ART max, maximum Ambrósio relational thickness index; AstigF, front topographic astigmatism; AUC, area under the curve; B_Ele_Thin, back corneal elevation at the thinnest location; BAD, Belin/Ambrỏsio Enhanced Ectasia Display; BAD-D, Belin/Ambrỏsio Enhanced Ectasia Total Deviation; CKI, central keratoconus index; Da, deviation of normality of Ambrỏsio relational thickness; Db, deviation of normality of the back elevation; Df, deviation of normality of the front elevation; Dp, deviation of normality of pachymetric progression; Dt, deviation of normality of corneal thinnest point; F_Ele_Thin, front corneal elevation at the thinnest location; FFKC, forme fruste keratoconus; IHA, index of height asymmetry; IHD, index of height decentration; IS value, inferior-superior index; ISV, index of surface variance; IVA, index of vertical asymmetry; K1, flat keratometry; K2, steep keratometry; KC, keratoconus; KI, keratoconus index; KISA, keratometry, IS value, skew percentage, astigmatism index; Km, mean keratometry; Kmax, maximum keratometry; PPIave, average pachymetric progression index; PPImax, maximum pachymetric progression index; PPImin, minimum pachymetric progression index; Rmin, minimum sagittal curvature; RMS HOA, total higher-order aberrations; ROC, receiver operating characteristic; SD-OCT, spectral-domain optical coherence tomography.

Data Sharing Statement

All data generated or analyzed during this study are included in this article. Further inquiries can be directed to the corresponding author.
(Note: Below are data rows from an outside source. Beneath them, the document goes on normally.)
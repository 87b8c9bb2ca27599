use std::path::{Path, PathBuf};

use serde::{Deserialize, Serialize};

use crate::error::{ConfigError, Result};

/// Main configuration for Mockup-Forge
///
/// Every numeric default matches the constants the store-listing assets were
/// originally produced with, so running with no configuration file reproduces
/// the shipped artwork.
#[derive(Debug, Clone, Serialize, Deserialize)]
pub struct Config {
    /// Store-listing mockup settings
    pub mockup: MockupConfig,

    /// Text and font settings
    pub text: TextConfig,

    /// Icon arrow repositioning settings
    pub icon: IconConfig,

    /// Parallel processing settings
    pub processing: ProcessingConfig,
}

impl Default for Config {
    fn default() -> Self {
        Self {
            mockup: MockupConfig::default(),
            text: TextConfig::default(),
            icon: IconConfig::default(),
            processing: ProcessingConfig::default(),
        }
    }
}

impl Config {
    /// Load configuration from a TOML file
    pub fn from_file<P: AsRef<Path>>(path: P) -> Result<Self> {
        let path = path.as_ref();
        let content = std::fs::read_to_string(path)
            .map_err(|_| ConfigError::FileNotFound { path: path.display().to_string() })?;

        let config: Config = toml::from_str(&content)
            .map_err(|_| ConfigError::ParseFailed { path: path.display().to_string() })?;
        Ok(config)
    }

    /// Save configuration to a TOML file
    pub fn save_to_file<P: AsRef<Path>>(&self, path: P) -> Result<()> {
        let content = toml::to_string_pretty(self)
            .map_err(|e| ConfigError::InvalidValue {
                key: "config".to_string(),
                value: e.to_string(),
            })?;

        std::fs::write(path, content)?;
        Ok(())
    }

    /// Validate the configuration
    pub fn validate(&self) -> Result<()> {
        self.mockup.validate()?;
        self.text.validate()?;
        self.icon.validate()?;
        self.processing.validate()?;
        Ok(())
    }
}

/// One store-listing slide: which screenshot to use and what to say over it
#[derive(Debug, Clone, Serialize, Deserialize)]
pub struct SlideSpec {
    /// Substring matched against screenshot file stems (capture timestamps)
    pub suffix: String,

    /// Headline text; embedded newlines produce multiple centered lines
    pub headline: String,

    /// Single-line subheadline below the headline
    pub subheadline: String,
}

impl SlideSpec {
    pub fn new(suffix: &str, headline: &str, subheadline: &str) -> Self {
        Self {
            suffix: suffix.to_string(),
            headline: headline.to_string(),
            subheadline: subheadline.to_string(),
        }
    }
}

/// Store-listing mockup composition configuration
#[derive(Debug, Clone, Serialize, Deserialize)]
pub struct MockupConfig {
    /// Output canvas width in pixels (6.5" display listing size)
    pub canvas_width: u32,

    /// Output canvas height in pixels
    pub canvas_height: u32,

    /// Canvas background color (RGB)
    pub background: [u8; 3],

    /// Phone frame height as a fraction of canvas height
    pub frame_height_ratio: f64,

    /// Gap between the frame and the bottom canvas edge, in pixels
    pub frame_bottom_margin: u32,

    /// Screenshot width as a fraction of the scaled frame width
    pub screen_width_ratio: f64,

    /// Screenshot height as a fraction of the scaled frame height
    pub screen_height_ratio: f64,

    /// Screenshot top offset as a fraction of the scaled frame height
    pub screen_top_ratio: f64,

    /// Slides to render, in output order
    pub slides: Vec<SlideSpec>,
}

impl Default for MockupConfig {
    fn default() -> Self {
        Self {
            canvas_width: 1284,
            canvas_height: 2778,
            background: [253, 250, 243],
            frame_height_ratio: 0.82,
            frame_bottom_margin: 15,
            screen_width_ratio: 0.885,
            screen_height_ratio: 0.955,
            screen_top_ratio: 0.022,
            slides: vec![
                SlideSpec::new("19.12.24", "4 Ways to\nProgress", "Not just linear"),
                SlideSpec::new("19.17.29", "Ready When\nYou Are", "No nonsense. Just lift."),
                SlideSpec::new("19.14.14", "Built-in\nRest Timer", "Tap. Rest. Repeat."),
                SlideSpec::new("19.15.43", "Log Sets in\nOne Tap", "Simple set tracking"),
                SlideSpec::new("19.18.11", "Choose Your\nProgram", "Or build your own"),
                SlideSpec::new("19.18.50", "100+ Exercises\nBuilt In", "Everything you need"),
                SlideSpec::new("19.22.46", "See Your\nGains", "Track your progress"),
            ],
        }
    }
}

impl MockupConfig {
    fn validate(&self) -> Result<()> {
        if self.canvas_width == 0 || self.canvas_height == 0 {
            return Err(ConfigError::InvalidValue {
                key: "mockup.canvas".to_string(),
                value: format!("{}x{}", self.canvas_width, self.canvas_height),
            }
            .into());
        }

        for (key, ratio) in [
            ("mockup.frame_height_ratio", self.frame_height_ratio),
            ("mockup.screen_width_ratio", self.screen_width_ratio),
            ("mockup.screen_height_ratio", self.screen_height_ratio),
        ] {
            if !(0.0 < ratio && ratio <= 1.0) {
                return Err(ConfigError::InvalidValue {
                    key: key.to_string(),
                    value: ratio.to_string(),
                }
                .into());
            }
        }

        if !(0.0..1.0).contains(&self.screen_top_ratio) {
            return Err(ConfigError::InvalidValue {
                key: "mockup.screen_top_ratio".to_string(),
                value: self.screen_top_ratio.to_string(),
            }
            .into());
        }

        if self.slides.is_empty() {
            return Err(ConfigError::InvalidValue {
                key: "mockup.slides".to_string(),
                value: "empty".to_string(),
            }
            .into());
        }

        Ok(())
    }
}

/// Text bubble (rounded card behind the marketing copy)
#[derive(Debug, Clone, Serialize, Deserialize)]
pub struct BubbleConfig {
    /// Bubble fill color (RGB)
    pub color: [u8; 3],

    /// Horizontal padding around the widest text line
    pub padding_x: i32,

    /// Vertical padding above and below the text block
    pub padding_y: i32,

    /// Corner radius in pixels
    pub radius: i32,
}

impl Default for BubbleConfig {
    fn default() -> Self {
        Self {
            color: [255, 253, 250],
            padding_x: 60,
            padding_y: 35,
            radius: 30,
        }
    }
}

/// Fonts, sizes and spacing for the marketing text
#[derive(Debug, Clone, Serialize, Deserialize)]
pub struct TextConfig {
    /// Headline font size in pixels
    pub headline_size: f32,

    /// Subheadline font size in pixels
    pub subheadline_size: f32,

    /// Vertical gap appended after each headline line
    pub line_gap: i32,

    /// Gap between the headline block and the subheadline
    pub headline_gap: i32,

    /// Downward bias applied when centering the text block above the frame
    pub block_bias: i32,

    /// Headline color (RGB)
    pub headline_color: [u8; 3],

    /// Subheadline color (RGB)
    pub subheadline_color: [u8; 3],

    /// Text bubble settings
    pub bubble: BubbleConfig,

    /// Candidate font files for the headline, tried in order
    pub headline_fonts: Vec<PathBuf>,

    /// Candidate font files for the subheadline, tried in order
    pub subheadline_fonts: Vec<PathBuf>,
}

impl Default for TextConfig {
    fn default() -> Self {
        Self {
            headline_size: 125.0,
            subheadline_size: 54.0,
            line_gap: 12,
            headline_gap: 55,
            block_bias: 20,
            headline_color: [17, 24, 39],
            subheadline_color: [82, 82, 91],
            bubble: BubbleConfig::default(),
            headline_fonts: default_headline_fonts(),
            subheadline_fonts: default_subheadline_fonts(),
        }
    }
}

impl TextConfig {
    fn validate(&self) -> Result<()> {
        if self.headline_size <= 0.0 || self.subheadline_size <= 0.0 {
            return Err(ConfigError::InvalidValue {
                key: "text.font_sizes".to_string(),
                value: format!("{}/{}", self.headline_size, self.subheadline_size),
            }
            .into());
        }

        if self.headline_fonts.is_empty() || self.subheadline_fonts.is_empty() {
            return Err(ConfigError::InvalidValue {
                key: "text.fonts".to_string(),
                value: "empty candidate list".to_string(),
            }
            .into());
        }

        Ok(())
    }
}

/// Rounded/bold display fonts, preferring the faces the original artwork used
fn default_headline_fonts() -> Vec<PathBuf> {
    [
        "/System/Library/Fonts/Supplemental/Avenir Next Rounded.ttc",
        "/System/Library/Fonts/Supplemental/Arial Rounded Bold.ttf",
        "/Library/Fonts/SF-Pro-Rounded-Bold.otf",
        "/System/Library/Fonts/SFNS.ttf",
        "/System/Library/Fonts/Supplemental/Avenir.ttc",
        "/System/Library/Fonts/Helvetica.ttc",
        "/usr/share/fonts/truetype/dejavu/DejaVuSans-Bold.ttf",
        "/usr/share/fonts/TTF/DejaVuSans-Bold.ttf",
    ]
    .iter()
    .map(PathBuf::from)
    .collect()
}

/// Regular-weight fonts for the subheadline
fn default_subheadline_fonts() -> Vec<PathBuf> {
    [
        "/System/Library/Fonts/Supplemental/Avenir Next.ttc",
        "/Library/Fonts/SF-Pro-Display-Regular.otf",
        "/System/Library/Fonts/SFNS.ttf",
        "/System/Library/Fonts/Helvetica.ttc",
        "/usr/share/fonts/truetype/dejavu/DejaVuSans.ttf",
        "/usr/share/fonts/TTF/DejaVuSans.ttf",
    ]
    .iter()
    .map(PathBuf::from)
    .collect()
}

/// Geometry of the arrow element inside the icon artwork
///
/// All ratios are fractions of the icon's width or height, floored to pixel
/// coordinates, so the same settings apply to every icon size in the set.
#[derive(Debug, Clone, Serialize, Deserialize)]
pub struct ArrowConfig {
    /// Left edge of the arrow region (fraction of width)
    pub left_ratio: f64,

    /// Right edge of the arrow region (fraction of width)
    pub right_ratio: f64,

    /// Top edge of the current arrow position (fraction of height)
    pub top_ratio: f64,

    /// Bottom edge of the current arrow position (fraction of height)
    pub bottom_ratio: f64,

    /// Top edge of the arrow's new position (fraction of height)
    pub new_top_ratio: f64,

    /// Distance outside the region to sample patch colors from, in pixels
    pub sample_offset: u32,
}

impl Default for ArrowConfig {
    fn default() -> Self {
        Self {
            left_ratio: 0.38,
            right_ratio: 0.62,
            top_ratio: 0.65,
            bottom_ratio: 0.92,
            new_top_ratio: 0.12,
            sample_offset: 15,
        }
    }
}

/// Icon arrow repositioning configuration
#[derive(Debug, Clone, Serialize, Deserialize)]
pub struct IconConfig {
    /// Icon file names to edit, relative to the assets directory
    pub names: Vec<String>,

    /// Arrow region geometry
    pub arrow: ArrowConfig,
}

impl Default for IconConfig {
    fn default() -> Self {
        Self {
            names: vec![
                "icon.png".to_string(),
                "adaptive-icon.png".to_string(),
                "favicon.png".to_string(),
                "splash-icon.png".to_string(),
            ],
            arrow: ArrowConfig::default(),
        }
    }
}

impl IconConfig {
    fn validate(&self) -> Result<()> {
        let a = &self.arrow;

        if !(0.0..1.0).contains(&a.left_ratio) || a.right_ratio <= a.left_ratio || a.right_ratio > 1.0 {
            return Err(ConfigError::InvalidValue {
                key: "icon.arrow.horizontal".to_string(),
                value: format!("{}-{}", a.left_ratio, a.right_ratio),
            }
            .into());
        }

        if !(0.0..1.0).contains(&a.top_ratio) || a.bottom_ratio <= a.top_ratio || a.bottom_ratio > 1.0 {
            return Err(ConfigError::InvalidValue {
                key: "icon.arrow.vertical".to_string(),
                value: format!("{}-{}", a.top_ratio, a.bottom_ratio),
            }
            .into());
        }

        if !(0.0..1.0).contains(&a.new_top_ratio) {
            return Err(ConfigError::InvalidValue {
                key: "icon.arrow.new_top_ratio".to_string(),
                value: a.new_top_ratio.to_string(),
            }
            .into());
        }

        if self.names.is_empty() {
            return Err(ConfigError::InvalidValue {
                key: "icon.names".to_string(),
                value: "empty".to_string(),
            }
            .into());
        }

        Ok(())
    }
}

/// Parallel processing configuration
#[derive(Debug, Clone, Serialize, Deserialize)]
pub struct ProcessingConfig {
    /// Number of worker threads for slide rendering
    pub threads: usize,
}

impl Default for ProcessingConfig {
    fn default() -> Self {
        Self {
            threads: num_cpus::get(),
        }
    }
}

impl ProcessingConfig {
    fn validate(&self) -> Result<()> {
        if self.threads == 0 {
            return Err(ConfigError::InvalidValue {
                key: "processing.threads".to_string(),
                value: self.threads.to_string(),
            }
            .into());
        }

        Ok(())
    }
}

#[cfg(test)]
mod tests {
    use super::*;
    use tempfile::tempdir;

    #[test]
    fn test_default_config_is_valid() {
        let config = Config::default();
        assert!(config.validate().is_ok());
    }

    #[test]
    fn test_default_slides_match_original_set() {
        let config = MockupConfig::default();
        assert_eq!(config.slides.len(), 7);
        assert_eq!(config.slides[0].suffix, "19.12.24");
        assert_eq!(config.slides[0].headline, "4 Ways to\nProgress");
        assert_eq!(config.slides[6].subheadline, "Track your progress");
    }

    #[test]
    fn test_config_roundtrip() {
        let dir = tempdir().unwrap();
        let file_path = dir.path().join("test_config.toml");

        let original = Config::default();
        original.save_to_file(&file_path).unwrap();
        let loaded = Config::from_file(&file_path).unwrap();

        assert_eq!(original.mockup.canvas_width, loaded.mockup.canvas_width);
        assert_eq!(original.mockup.slides.len(), loaded.mockup.slides.len());
        assert_eq!(original.text.headline_size, loaded.text.headline_size);
        assert_eq!(original.icon.arrow.sample_offset, loaded.icon.arrow.sample_offset);
    }

    #[test]
    fn test_invalid_frame_ratio() {
        let mut config = Config::default();
        config.mockup.frame_height_ratio = 1.5;
        assert!(config.validate().is_err());
    }

    #[test]
    fn test_invalid_arrow_range() {
        let mut config = Config::default();
        config.icon.arrow.left_ratio = 0.7;
        config.icon.arrow.right_ratio = 0.3;
        assert!(config.validate().is_err());
    }

    #[test]
    fn test_zero_threads_rejected() {
        let mut config = Config::default();
        config.processing.threads = 0;
        assert!(config.validate().is_err());
    }

    #[test]
    fn test_missing_config_file() {
        let result = Config::from_file("/nonexistent/config.toml");
        assert!(result.is_err());
    }
}
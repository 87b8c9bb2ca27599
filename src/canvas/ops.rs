//! Direct pixel operations used by the pipelines

use crate::canvas::{Canvas, Region};
use crate::error::{AssetError, Result};

/// Fill a rounded rectangle with a solid color
///
/// `right` and `bottom` are exclusive. Coordinates may extend past the canvas;
/// the fill is clipped. Pixels in the corner squares that fall outside the
/// quarter-circle of the given radius are left untouched.
pub fn fill_rounded_rect(
    canvas: &mut Canvas,
    left: i64,
    top: i64,
    right: i64,
    bottom: i64,
    radius: i64,
    color: [u8; 4],
) {
    let radius = radius.max(0);

    // Corner circle centers in rectangle coordinates
    let cx_left = left + radius;
    let cx_right = right - 1 - radius;
    let cy_top = top + radius;
    let cy_bottom = bottom - 1 - radius;

    let x0 = left.max(0);
    let y0 = top.max(0);
    let x1 = right.min(canvas.width() as i64);
    let y1 = bottom.min(canvas.height() as i64);

    for y in y0..y1 {
        let dy = if y < cy_top {
            cy_top - y
        } else if y > cy_bottom {
            y - cy_bottom
        } else {
            0
        };

        for x in x0..x1 {
            let dx = if x < cx_left {
                cx_left - x
            } else if x > cx_right {
                x - cx_right
            } else {
                0
            };

            if dx * dx + dy * dy > radius * radius {
                continue;
            }

            canvas.set_pixel(x as u32, y as u32, color);
        }
    }
}

/// Patch a region with a horizontal blend of its surroundings
///
/// For every row, one color is sampled `sample_offset` px left of the region
/// and one `sample_offset` px right of it (clamped to the image edges). The
/// row is then filled by per-channel linear interpolation between the two
/// samples, t running 0..1 across the region width. All four RGBA channels
/// interpolate. Samples are taken before any fill writes, so the patch never
/// feeds back into itself.
pub fn blend_fill_horizontal(canvas: &mut Canvas, region: &Region, sample_offset: u32) -> Result<()> {
    if region.right > canvas.width() || region.bottom > canvas.height() {
        return Err(AssetError::RegionOutOfBounds {
            left: region.left,
            top: region.top,
            right: region.right,
            bottom: region.bottom,
            width: canvas.width(),
            height: canvas.height(),
        }
        .into());
    }

    let left_sample_x = region.left.saturating_sub(sample_offset);
    let right_sample_x = (region.right + sample_offset).min(canvas.width() - 1);
    let denom = region.width() as f64;

    for y in region.top..region.bottom {
        let left_color = canvas.get_pixel(left_sample_x, y);
        let right_color = canvas.get_pixel(right_sample_x, y);

        for x in region.left..region.right {
            let t = (x - region.left) as f64 / denom;

            let mut blended = [0u8; 4];
            for c in 0..4 {
                blended[c] = (left_color[c] as f64 * (1.0 - t) + right_color[c] as f64 * t) as u8;
            }

            canvas.set_pixel(x, y, blended);
        }
    }

    Ok(())
}
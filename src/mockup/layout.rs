use crate::config::MockupConfig;
use crate::error::{AssetError, Result};

/// Placement of the phone frame and the screenshot inside it
///
/// All ratio scaling truncates to whole pixels and centering uses integer
/// division, reproducing the artwork's original placement exactly.
#[derive(Debug, Clone, PartialEq, Eq)]
pub struct SlideLayout {
    /// Scaled frame dimensions
    pub frame_size: (u32, u32),

    /// Frame top-left position on the canvas
    pub frame_pos: (i64, i64),

    /// Scaled screenshot dimensions
    pub screen_size: (u32, u32),

    /// Screenshot top-left position on the canvas
    pub screen_pos: (i64, i64),
}

impl SlideLayout {
    /// Compute the layout for a frame image of the given dimensions
    ///
    /// The frame is scaled to `frame_height_ratio` of the canvas height,
    /// centered horizontally and pinned `frame_bottom_margin` px above the
    /// bottom edge. The screenshot is scaled relative to the frame and offset
    /// `screen_top_ratio` down from the frame's top so the bezel overlaps it.
    pub fn compute(config: &MockupConfig, frame_width: u32, frame_height: u32) -> Result<Self> {
        if frame_width == 0 || frame_height == 0 {
            return Err(AssetError::InvalidRegion {
                details: "zero-sized frame image".to_string(),
            }
            .into());
        }

        let max_frame_height = (config.canvas_height as f64 * config.frame_height_ratio) as u32;
        let scale = max_frame_height as f64 / frame_height as f64;

        let scaled_width = (frame_width as f64 * scale) as u32;
        let scaled_height = (frame_height as f64 * scale) as u32;
        if scaled_width == 0 || scaled_height == 0 {
            return Err(AssetError::InvalidRegion {
                details: format!("frame scales to {}x{}", scaled_width, scaled_height),
            }
            .into());
        }

        let frame_x = (config.canvas_width as i64 - scaled_width as i64) / 2;
        let frame_y =
            config.canvas_height as i64 - scaled_height as i64 - config.frame_bottom_margin as i64;

        let screen_width = (scaled_width as f64 * config.screen_width_ratio) as u32;
        let screen_height = (scaled_height as f64 * config.screen_height_ratio) as u32;

        let screen_x = frame_x + (scaled_width as i64 - screen_width as i64) / 2;
        let screen_y = frame_y + (scaled_height as f64 * config.screen_top_ratio) as i64;

        Ok(Self {
            frame_size: (scaled_width, scaled_height),
            frame_pos: (frame_x, frame_y),
            screen_size: (screen_width, screen_height),
            screen_pos: (screen_x, screen_y),
        })
    }

    /// Height of the text area: everything above the frame's top edge
    pub fn text_area_height(&self) -> i64 {
        self.frame_pos.1
    }
}
use std::path::PathBuf;

use anyhow::Result;
use clap::{Parser, Subcommand};
use tracing::{info, Level};

use mockup_forge::{
    config::Config,
    icon::IconEditor,
    mockup::MockupEngine,
    text::FontLibrary,
};

#[derive(Parser)]
#[command(
    name = "mockup-forge",
    version,
    about = "Composite app screenshots into store-listing mockups and reposition icon artwork",
    long_about = "Mockup-Forge renders store-listing screenshots by compositing app captures \
into a phone-frame mockup with marketing text, and edits icon artwork by flipping and \
repositioning its arrow element."
)]
struct Cli {
    #[command(subcommand)]
    command: Command,

    /// Configuration file (optional)
    #[arg(short, long, global = true)]
    config: Option<PathBuf>,

    /// Enable verbose logging
    #[arg(short, long, global = true)]
    verbose: bool,
}

#[derive(Subcommand)]
enum Command {
    /// Render store-listing mockups from screenshots
    Mockups {
        /// Phone-frame artwork (PNG with transparent screen cutout)
        #[arg(short, long)]
        frame: PathBuf,

        /// Directory containing source screenshots
        #[arg(short, long)]
        screenshots: PathBuf,

        /// Output directory for the rendered mockups
        #[arg(short, long)]
        output: PathBuf,
    },

    /// Flip and reposition the arrow element in icon artwork
    Icons {
        /// Directory containing the icon set
        #[arg(short, long)]
        assets: PathBuf,

        /// Write edited icons here instead of overwriting in place
        #[arg(short, long)]
        output: Option<PathBuf>,
    },
}

#[tokio::main]
async fn main() -> Result<()> {
    let cli = Cli::parse();

    // Initialize logging
    let log_level = if cli.verbose { Level::DEBUG } else { Level::INFO };
    tracing_subscriber::fmt()
        .with_max_level(log_level)
        .init();

    info!("Starting Mockup-Forge v{}", env!("CARGO_PKG_VERSION"));

    // Load configuration
    let config = match cli.config {
        Some(config_path) => {
            info!("Loading configuration from {:?}", config_path);
            Config::from_file(&config_path)?
        }
        None => {
            info!("Using default configuration");
            Config::default()
        }
    };
    config.validate()?;

    match cli.command {
        Command::Mockups { frame, screenshots, output } => {
            let fonts = FontLibrary::load(&config.text)
                .map_err(|e| anyhow::anyhow!(e.user_message()))?;

            let engine = MockupEngine::new(config, fonts);
            engine.compose(&frame, &screenshots, &output).await?;

            info!("Mockups complete! Output saved to: {:?}", output);
        }
        Command::Icons { assets, output } => {
            let editor = IconEditor::new(config.icon);
            let updated = editor.process_directory(&assets, output.as_deref()).await?;

            info!("Icons complete! {} icon(s) updated", updated);
        }
    }

    Ok(())
}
Ethics Approval and Informed Consent

The study complied with the principles of the Code of Ethics of the World Medical Association (Declaration of Helsinki). The study protocol was approved by the Bioethical Research Committee of Al Kahhal Medical Complex and Dhahran Eye Specialist Hospital. Considering the retrospective nature of this study, the requirement for informed consent was waived.

Author Contributions

All authors made a significant contribution to the work reported, whether that is in the conception, study design, execution, acquisition of data, analysis, and interpretation, or in all these areas; took part in drafting, revising, or critically reviewing the article; gave final approval of the version to be published; have agreed on the journal to which the article has been submitted; and agree to be accountable for all aspects of the work.

Funding

This project received no specific grants from any funding agencies.

Disclosure

The authors report no conflicts of interest in this work.